Recipe type: Breakfast
Cuisine: Indian
Prep time: 
Cook time: 
Total time: 
Serves: 2
samai kanji recipe / little millet porridge is a perfect summer coolant, healthy, gluten free and cholesterol free. Are you bored with cereals for breakfast, have this millet kanji. You can feel energetic and active.
  • 2 Tbsp of Saamai (little millet)
  • 2 Tbsp of Moong dal (yellow)
  • 1.5 Cups of Water
  • 1 Carrot, chopped
  • Pinch of Asafoetida
  • 1 Tsp of Cumin
  • 1 Tsp of Black Pepper (coarsely ground)
  • 4 Garlic Cloves, Chopped
  • Few Curry Leaves
  • Salt to taste
  • 1 Tsp of Oil
  • 1.5 Cups of Buttermilk
  1. Soak both the little millet and moong dal in water for 15 mins. Drain the water, wash it and keep it aside.
  2. Chop the garlic and carrots. Coarsely ground the pepper in mortar and pestle.
  3. Heat a cooker with oil,when it is hot, add cumin, asafoetida, black pepper and curry leaves, after it pops up.

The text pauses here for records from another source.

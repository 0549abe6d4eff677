//! Resend email sender

use async_trait::async_trait;
use latch_types::EmailAddress;
use reqwest::Client;
use serde::{Deserialize, Serialize};
use tracing::{debug, error, instrument};

use crate::config::ResendConfig;
use crate::crypto::mask_email;
use crate::email::{EmailSender, OtpEmail};
use crate::AuthError;

#[derive(Serialize)]
struct SendEmailRequest<'a> {
    from: &'a str,
    to: [&'a str; 1],
    subject: &'a str,
    html: &'a str,
    text: &'a str,
}

#[derive(Deserialize)]
struct SendEmailResponse {
    id: String,
}

#[derive(Default, Deserialize)]
struct ResendErrorBody {
    #[serde(default)]
    message: Option<String>,
}

/// [`EmailSender`] backed by the Resend HTTP API
#[derive(Clone)]
pub struct ResendSender {
    client: Client,
    config: ResendConfig,
    valid_minutes: u64,
}

impl ResendSender {
    /// Create a sender; `valid_minutes` is the code lifetime quoted in the message
    pub fn new(config: ResendConfig, valid_minutes: u64) -> Result<Self, AuthError> {
        let client = Client::builder()
            .timeout(config.timeout)
            .build()
            .map_err(|e| AuthError::Configuration(format!("http client: {}", e)))?;

        Ok(Self {
            client,
            config,
            valid_minutes,
        })
    }
}

#[async_trait]
impl EmailSender for ResendSender {
    #[instrument(skip_all)]
    async fn send_otp(&self, to: &EmailAddress, code: &str) -> Result<(), AuthError> {
        let message = OtpEmail::render(code, self.valid_minutes);
        let body = SendEmailRequest {
            from: &self.config.from,
            to: [to.as_str()],
            subject: &message.subject,
            html: &message.html,
            text: &message.text,
        };

        let response = self
            .client
            .post(format!("{}/emails", self.config.base_url))
            .bearer_auth(&self.config.api_key)
            .json(&body)
            .send()
            .await
            .map_err(|e| {
                error!(error = %e, "Resend request failed");
                AuthError::DispatchFailure(e.to_string())
            })?;

        let status = response.status();
        if !status.is_success() {
            let body = response.text().await.unwrap_or_default();
            let detail = serde_json::from_str::<ResendErrorBody>(&body)
                .ok()
                .and_then(|b| b.message)
                .unwrap_or_else(|| status.to_string());
            error!(status = %status, detail = %detail, "Resend rejected email");
            return Err(AuthError::DispatchFailure(format!("resend {}: {}", status, detail)));
        }

        let sent: SendEmailResponse = response.json().await.map_err(|e| {
            error!(error = %e, "Failed to parse Resend response");
            AuthError::DispatchFailure("malformed resend response".to_string())
        })?;

        debug!(to = %mask_email(to.as_str()), message_id = %sent.id, "Verification email sent");
        Ok(())
    }
}

impl std::fmt::Debug for ResendSender {
    fn fmt(&self, f: &mut std::fmt::Formatter<'_>) -> std::fmt::Result {
        f.debug_struct("ResendSender")
            .field("config", &self.config)
            .finish_non_exhaustive()
    }
}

  4. Add garlic cloves,carrot fry it for few mins.
  5. Add saamai, moong dal, water and salt. Cook it for 3 whistles. Open it, after pressure releases.
  6. Cool it for 15 mins, before adding buttermilk.
  7. Saamai kanji is ready to drink with small onion or have it plain.
You can make the same kanji with any kinds of millets.
Add any vegetables of your choice.
If you love masala flavor, temper it with clove, cinnamon.
To enjoy plain kanji, avoid moong dal.